EMF Glove

Super Duper EMF Glove

link to gist: https://gist.github.com/le-mason/20f09c6406caa5b85755

link to schematic: http://i.imgur.com/WKYd8C2.png

20150409_09344420150409_093641

Description

The EMF Glove uses a canvas/leather work glove to house the micro controller, speaker and copper antenna. The glove fits most hands, and is pretty comfortable to wear for extended periods of use. The device is powered by a small USB chargeable battery pack that can easily slip into the wearers pocket during use, ideally an updated version would have the battery housed within the glove along with the rest of the components.

To operate, the user will need to connect and turn on the battery. By pressing and holding the battery button, 4 blue lights will activate signaling that the device is powered. The device works similarly to a capacitive sensing device where a charge exists across the antenna and as the charge is discharged by surrounding electrical interference, the arduino calculates the difference over a short time intervals giving us a value that can be manipulated. In this case, the value is used to create sound that changes based on the distance from interfering objects.

EMFGLOVE

Process

I knew from the beginning that I wanted to develop a wearable device that could interpret the invisible signals that surround us in our daily life. While searching for solutions to my initial WiFi glove idea, I stumbled upon a neat little script for detecting changes in the electro magnetic field. Since it didn’t require any components I didn’t already own, I was instantly set on utilizing this method for detecting the wireless interference.

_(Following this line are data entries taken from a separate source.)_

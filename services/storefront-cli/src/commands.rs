//! Command handlers
//!
//! Results go to `out` (stdout in the binary); prompts and URLs go to stderr
//! so the output stays pipeable.

use std::io::{self, Write};
use std::path::Path;
use std::sync::Arc;

use anyhow::Context;
use bytes::Bytes;
use reqwest::{Method, Response};
use serde_json::Value;
use storefront_api::{ApiError, Client, collect_all_json};
use storefront_auth::{
    AuthorizationFlow, BrowserLauncher, CredentialSource, FileCredentialSource, FlowOptions,
    SystemBrowser, TokenResult,
};
use tokio::io::{AsyncBufReadExt, AsyncRead, AsyncReadExt, BufReader};
use tokio_util::sync::CancellationToken;
use tracing::{debug, info};

use crate::cli::{ApiCommand, AuthCommand, BodyArgs, Cli, Command, LoginArgs};
use crate::config::{ENV_ACCESS_TOKEN, ENV_STORE_ID, Config, Overrides};
use crate::exit::{self, UsageError};

/// Execute the parsed command line.
pub async fn run(cli: Cli, cancel: CancellationToken, out: &mut impl Write) -> anyhow::Result<()> {
    if let Command::ExitCodes { json } = cli.command {
        exit::print_table(out, json)?;
        return Ok(());
    }

    let mut overrides = Overrides {
        base_url: cli.base_url,
        store_id: cli.store_id,
        ..Overrides::default()
    };
    if let Command::Auth(AuthCommand::Login(args)) = &cli.command {
        overrides.broker_url = args.broker_url.clone();
        overrides.callback_port = args.port;
        overrides.auth_timeout_secs = args.timeout;
    }

    let (path, explicit) = Config::resolve_path(cli.config.as_deref());
    debug!(path = %path.display(), explicit, "loading configuration");
    let mut config = Config::load_or_default(&path, explicit)
        .with_context(|| format!("failed to load config from {}", path.display()))?;
    config.apply_overrides(overrides)?;

    match cli.command {
        Command::Api(command) => api(&config, command, cancel, out).await,
        Command::Auth(AuthCommand::Login(args)) => login(&config, args, cancel, out).await,
        Command::Auth(AuthCommand::Credentials { file }) => install_credentials(&config, &file).await,
        Command::ExitCodes { .. } => Ok(()),
    }
}

/// Build an API client from the resolved configuration.
pub fn build_client(config: &Config, cancel: CancellationToken) -> anyhow::Result<Client> {
    let store_id = config.api.store_id.as_deref().ok_or_else(|| {
        common::Error::Config(format!(
            "no store id: set {ENV_STORE_ID}, api.store_id or pass --store-id"
        ))
    })?;
    let token = config.api.access_token.clone().ok_or_else(|| {
        common::Error::Config(format!(
            "no access token: set {ENV_ACCESS_TOKEN} or api.access_token_file, \
             or run `storefront auth login`"
        ))
    })?;

    let client = Client::builder(store_id, token)
        .base_url(config.api.base_url.as_str())
        .user_agent(config.api.user_agent.as_str())
        .timeout(config.api_timeout())
        .cancellation(cancel)
        .build()?;
    Ok(client)
}

async fn api(
    config: &Config,
    command: ApiCommand,
    cancel: CancellationToken,
    out: &mut impl Write,
) -> anyhow::Result<()> {
    let client = build_client(config, cancel.clone())?;

    match command {
        ApiCommand::Get { path, query, all: true } => {
            let items = collect_all_json::<Value>(&client, &path, &query).await?;
            info!(path = %path, items = items.len(), "collected all pages");
            write_json(out, &Value::Array(items))
        }
        ApiCommand::Get { path, query, all: false } => {
            let response = client.get(&path, &query).await?;
            print_response(response, out).await
        }
        ApiCommand::Post(args) => send_body(&client, Method::POST, args, &cancel, out).await,
        ApiCommand::Put(args) => send_body(&client, Method::PUT, args, &cancel, out).await,
        ApiCommand::Delete { path } => {
            let response = client.delete(&path).await?;
            print_response(response, out).await
        }
    }
}

async fn send_body(
    client: &Client,
    method: Method,
    args: BodyArgs,
    cancel: &CancellationToken,
    out: &mut impl Write,
) -> anyhow::Result<()> {
    let body = read_body(&args.data, tokio::io::stdin(), cancel).await?;
    let response = client.request(method, &args.path, &[], Some(body)).await?;
    print_response(response, out).await
}

/// Resolve `--data`: inline JSON, `@file`, or `-` for `stdin`. The body must
/// be valid JSON and is re-encoded compactly. Reading `stdin` stops on
/// cancellation.
async fn read_body(
    data: &str,
    mut stdin: impl AsyncRead + Unpin,
    cancel: &CancellationToken,
) -> anyhow::Result<Bytes> {
    let raw = if data == "-" {
        let mut buf = String::new();
        tokio::select! {
            _ = cancel.cancelled() => return Err(ApiError::Cancelled.into()),
            read = stdin.read_to_string(&mut buf) => {
                read.context("failed to read body from stdin")?;
            }
        }
        buf
    } else if let Some(file) = data.strip_prefix('@') {
        tokio::fs::read_to_string(file)
            .await
            .with_context(|| format!("failed to read body from {file}"))?
    } else {
        data.to_string()
    };

    let value: Value = serde_json::from_str(&raw)
        .map_err(|e| UsageError(format!("--data is not valid JSON: {e}")))?;
    Ok(Bytes::from(serde_json::to_vec(&value)?))
}

/// Print a JSON body pretty, any other body as-is, an empty body not at all.
async fn print_response(response: Response, out: &mut impl Write) -> anyhow::Result<()> {
    let status = response.status();
    let body = response
        .bytes()
        .await
        .map_err(|e| ApiError::Decode(format!("read body: {e}")))?;
    debug!(status = status.as_u16(), bytes = body.len(), "response received");
    if body.is_empty() {
        return Ok(());
    }

    match serde_json::from_slice::<Value>(&body) {
        Ok(value) => write_json(out, &value),
        Err(_) => {
            out.write_all(&body)?;
            writeln!(out)?;
            Ok(())
        }
    }
}

fn write_json(out: &mut impl Write, value: &Value) -> anyhow::Result<()> {
    writeln!(out, "{}", serde_json::to_string_pretty(value)?)?;
    Ok(())
}

/// Shows the authorize URL on stderr before handing it to the browser, so
/// it can be opened by hand on headless machines.
struct PrintingLauncher<B> {
    inner: B,
}

impl<B: BrowserLauncher> BrowserLauncher for PrintingLauncher<B> {
    fn open(&self, url: &str) -> io::Result<()> {
        eprintln!("Opening the authorization page in your browser:\n  {url}");
        self.inner.open(url)
    }
}

async fn login(
    config: &Config,
    args: LoginArgs,
    cancel: CancellationToken,
    out: &mut impl Write,
) -> anyhow::Result<()> {
    let http = reqwest::Client::builder()
        .user_agent(config.api.user_agent.as_str())
        .build()
        .context("failed to build HTTP client")?;
    let flow = AuthorizationFlow::new(
        Arc::new(FileCredentialSource::new(&config.auth.credentials_file)),
        Arc::new(PrintingLauncher { inner: SystemBrowser }),
    )
    .with_http_client(http);
    let options = FlowOptions {
        broker_url: config.auth.explicit_broker_url.clone(),
        default_broker_url: config.auth.broker_url.clone(),
        callback_port: config.auth.callback_port,
        timeout: config.auth_timeout(),
        cancel: Some(cancel.clone()),
    };

    let token = if args.manual {
        let url = flow.manual_authorize_url().await?;
        eprintln!("Open this URL, authorize the app, then paste the redirect URL or code:\n  {url}");
        let input = read_line(&cancel).await?;
        flow.complete_manual(&input, &options).await?
    } else {
        flow.run(options).await?
    };

    write_json(out, &token_json(&token))?;
    eprintln!("Authorized store {}. Export the token as {ENV_ACCESS_TOKEN}.", token.account_id);
    Ok(())
}

async fn read_line(cancel: &CancellationToken) -> anyhow::Result<String> {
    let mut line = String::new();
    let mut stdin = BufReader::new(tokio::io::stdin());
    let read = tokio::select! {
        _ = cancel.cancelled() => return Err(storefront_auth::Error::Cancelled.into()),
        read = stdin.read_line(&mut line) => read.context("failed to read from stdin")?,
    };
    if read == 0 {
        return Err(storefront_auth::Error::Cancelled.into());
    }
    Ok(line)
}

fn token_json(token: &TokenResult) -> Value {
    serde_json::json!({
        "access_token": token.access_token.expose(),
        "token_type": token.token_type,
        "scope": token.scope,
        "user_id": token.account_id,
    })
}

async fn install_credentials(config: &Config, file: &Path) -> anyhow::Result<()> {
    if tokio::fs::metadata(file).await.is_err() {
        return Err(common::Error::NotFound(file.to_path_buf()).into());
    }
    let credentials = FileCredentialSource::new(file)
        .load()
        .await
        .with_context(|| format!("invalid credentials file {}", file.display()))?;

    let target = FileCredentialSource::new(&config.auth.credentials_file);
    target.save(&credentials).await?;
    info!(path = %target.path().display(), client_id = %credentials.client_id, "credentials saved");
    eprintln!("Credentials saved to {}", target.path().display());
    Ok(())
}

Construction was fairly straight forward. I constructed a coiled copper antenna with some scrap copper I’ve had lying around my workbench for a couple years, soldered a 3.3 MO resistor to one end, and a small, leading piece of wire to the other. inserted the lead wire into pin5 and the resistor end into ground.

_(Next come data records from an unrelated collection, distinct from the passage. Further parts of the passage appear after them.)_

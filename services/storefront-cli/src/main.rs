//! Storefront CLI
//!
//! Command-line client for the storefront REST API:
//! 1. `auth login` obtains an access token through the browser
//! 2. `auth credentials` installs the OAuth app credentials
//! 3. `api get|post|put|delete` sends raw requests through the retrying client
//!
//! Failures print one message on stderr and exit with a stable code
//! (`storefront exit-codes`).

mod cli;
mod commands;
mod config;
mod exit;

use clap::Parser;
use tokio_util::sync::CancellationToken;
use tracing::{debug, info};
use tracing_subscriber::EnvFilter;
use tracing_subscriber::{layer::SubscriberExt, util::SubscriberInitExt};

use crate::cli::Cli;

#[tokio::main]
async fn main() {
    let cli = Cli::parse();
    init_tracing(cli.verbose, cli.log_json);

    // Ctrl-C cancels in-flight requests and the login wait
    let cancel = CancellationToken::new();
    let on_signal = cancel.clone();
    tokio::spawn(async move {
        if tokio::signal::ctrl_c().await.is_ok() {
            info!("interrupt received, cancelling");
            on_signal.cancel();
        }
    });

    let mut stdout = std::io::stdout();
    let code = match commands::run(cli, cancel, &mut stdout).await {
        Ok(()) => exit::ExitCode::Ok,
        Err(err) => {
            let code = exit::classify(&err);
            debug!(error = ?err, exit_code = code.code(), "command failed");
            eprintln!("Error: {}", exit::user_message(&err));
            code
        }
    };
    std::process::exit(code.code());
}

/// Log to stderr, filtered by LOG_LEVEL / RUST_LOG (default `warn`, or
/// `debug` with `--verbose`).
fn init_tracing(verbose: bool, json: bool) {
    let default_level = if verbose { "debug" } else { "warn" };
    let filter = EnvFilter::try_from_env("LOG_LEVEL")
        .or_else(|_| EnvFilter::try_from_default_env())
        .unwrap_or_else(|_| EnvFilter::new(default_level));

    let registry = tracing_subscriber::registry().with(filter);
    if json {
        registry
            .with(tracing_subscriber::fmt::layer().json().with_writer(std::io::stderr))
            .init();
    } else {
        registry
            .with(tracing_subscriber::fmt::layer().with_writer(std::io::stderr))
            .init();
    }
}
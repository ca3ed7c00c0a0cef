/*
SPDX-License-Identifier: Apache-2.0 OR MIT

Copyright 2026 The Clipfix contributors

The project to which this file belongs is licensed under either of
the Apache 2.0 or the MIT license at the licensee's choice. The terms
and conditions of the chosen license apply to this file.
*/

//! Fixes a macOS clipboard annoyance: copying or dragging an image out of a
//! browser puts both the image bytes and the source URL (as plain text) on
//! the pasteboard, which confuses applications that prefer the text
//! representation when pasting.
//!
//! The crate polls the general pasteboard, and whenever an image type and a
//! plain-text type are present together without a file-list type (so ordinary
//! Finder copies are left alone), it rewrites the pasteboard to hold only the
//! image bytes.
//!
//! The OS pasteboard is modeled as the [`Pasteboard`] capability so the
//! detection and rewrite logic runs unchanged against the in-memory fake used
//! by the tests; [`platform::SystemPasteboard`] is the only platform-coupled
//! piece.

mod error;

pub mod detector;
pub mod fixer;
pub mod monitor;
pub mod pasteboard;
pub mod platform;

pub use error::{Error, Result};
pub use monitor::{CancelToken, Monitor, PollOutcome};
pub use pasteboard::{InMemoryPasteboard, Pasteboard, Snapshot};
pub use platform::SystemPasteboard;
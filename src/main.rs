/*
SPDX-License-Identifier: Apache-2.0 OR MIT

Copyright 2026 The Clipfix contributors

The project to which this file belongs is licensed under either of
the Apache 2.0 or the MIT license at the licensee's choice. The terms
and conditions of the chosen license apply to this file.
*/

//! Entry point for the `clipfix` binary: CLI parsing, logging setup,
//! termination signals, and the poll loop. Process lifecycle (start at
//! login, restart, log redirection) belongs to the service supervisor.

use std::process::ExitCode;
use std::time::Duration;

use clap::Parser;
use log::{error, info};

use clipfix::{CancelToken, Monitor, SystemPasteboard};

/// Fixes macOS clipboard entries that carry both an image and its source
/// URL by rewriting them to hold only the image.
#[derive(Parser, Debug)]
#[command(name = "clipfix", version, about, long_about = None)]
struct Args {
	/// Enable debug-level logging.
	#[arg(long)]
	debug: bool,

	/// Polling interval in seconds between clipboard checks.
	#[arg(short, long, default_value_t = 1.0, value_parser = parse_interval)]
	interval: f64,
}

fn parse_interval(value: &str) -> Result<f64, String> {
	let seconds: f64 = value.parse().map_err(|_| format!("`{value}` is not a number"))?;
	if !seconds.is_finite() || seconds <= 0.0 {
		return Err("the interval must be a positive number of seconds".into());
	}
	Ok(seconds)
}

fn init_logging(debug: bool) {
	// RUST_LOG still wins over the CLI flag when set.
	let default_level = if debug { "debug" } else { "info" };
	env_logger::Builder::from_env(env_logger::Env::default().default_filter_or(default_level))
		.init();
}

#[cfg(unix)]
mod signals {
	use std::sync::OnceLock;

	use nix::libc::c_int;
	use nix::sys::signal::{sigaction, SaFlags, SigAction, SigHandler, SigSet, Signal};

	use clipfix::CancelToken;

	static CANCEL: OnceLock<CancelToken> = OnceLock::new();

	extern "C" fn on_termination(_signal: c_int) {
		// Only atomic stores happen here, which is async-signal-safe. The
		// poll loop notices the flag after its current sleep.
		if let Some(cancel) = CANCEL.get() {
			cancel.cancel();
		}
	}

	pub fn install(cancel: CancelToken) -> nix::Result<()> {
		let _ = CANCEL.set(cancel);
		let action =
			SigAction::new(SigHandler::Handler(on_termination), SaFlags::empty(), SigSet::empty());
		unsafe {
			sigaction(Signal::SIGINT, &action)?;
			sigaction(Signal::SIGTERM, &action)?;
		}
		Ok(())
	}
}

fn main() -> ExitCode {
	let args = Args::parse();
	init_logging(args.debug);

	// The one fatal error: without the pasteboard capability there is
	// nothing to poll.
	let pasteboard = match SystemPasteboard::new() {
		Ok(pasteboard) => pasteboard,
		Err(err) => {
			error!("cannot acquire the system pasteboard: {err}");
			return ExitCode::FAILURE;
		}
	};

	let cancel = CancelToken::new();
	#[cfg(unix)]
	if let Err(err) = signals::install(cancel.clone()) {
		error!("failed to install signal handlers: {err}");
		return ExitCode::FAILURE;
	}

	info!("clipboard fixer running, poll interval {}s, press Ctrl+C to stop", args.interval);
	let mut monitor = Monitor::new(pasteboard, Duration::from_secs_f64(args.interval));
	monitor.run(&cancel);

	info!("stopped");
	ExitCode::SUCCESS
}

I began testing the reactivity of the prototype, placing it near my computer, my phone, wall outlets anything I could think of that might create some interference. The results were fairly minimal on average, but I did discover that lamps and other lights caused very strong readings. I wanted to create a more entertaining output though, so I decided to use the tone library to generate some audio based on the values. The sound was ok, but was a little laggy. I discovered that you can analogwrite values directly to a speaker pin to get some really raw sounding audio so I ended up doing that instead.

I wasn’t totally satisfied with the output though, I felt it needed more ‘pizzaz’ so I tried getting my adafruit neo pixel to light up based on the interference strength. I hadn’t used the neo pixel ring before, and soon discovered that it need its own power source, the 5V from the arduino wasn’t enough for it and the res of my components to operate with. I was running out of time, so I scrapped the addition of neo pixel and started adding the components to the glove. Initially I was only going to prototype with the work glove, and would use a slightly classier looking leather glove I found for the final. In the end, I wasn’t able to affix the build to that glove though, so I instead stuck with the original glove.

Next Steps

Overall I’m extremely happy with the feedback the glove gives, it creates the exact kind of curious play I was hoping to incite when people try it on and start messing around with it. I am however, extremely disappointed in my own time management during the last 2 weeks of class. I had so many simultaneous assignments and I wasn’t able to complete any of them to the degree of success I wanted.

Moving forward, I hope to build the EMF Glove 2.0 over the summer. It will hopefully feature:
WiFi detection
Neo Pixel ring feedback
Smaller controller, maybe a tiny, lillypad, or some other IC\
Higher polish in build quality
More powerful speaker & headphone jack

SInce the only real cost and bulk in the components is the micro controller, if I can bring down the size and cost of it I may be able to produce 10 or so units to experiment with in a group setting like Nick suggested during the critique.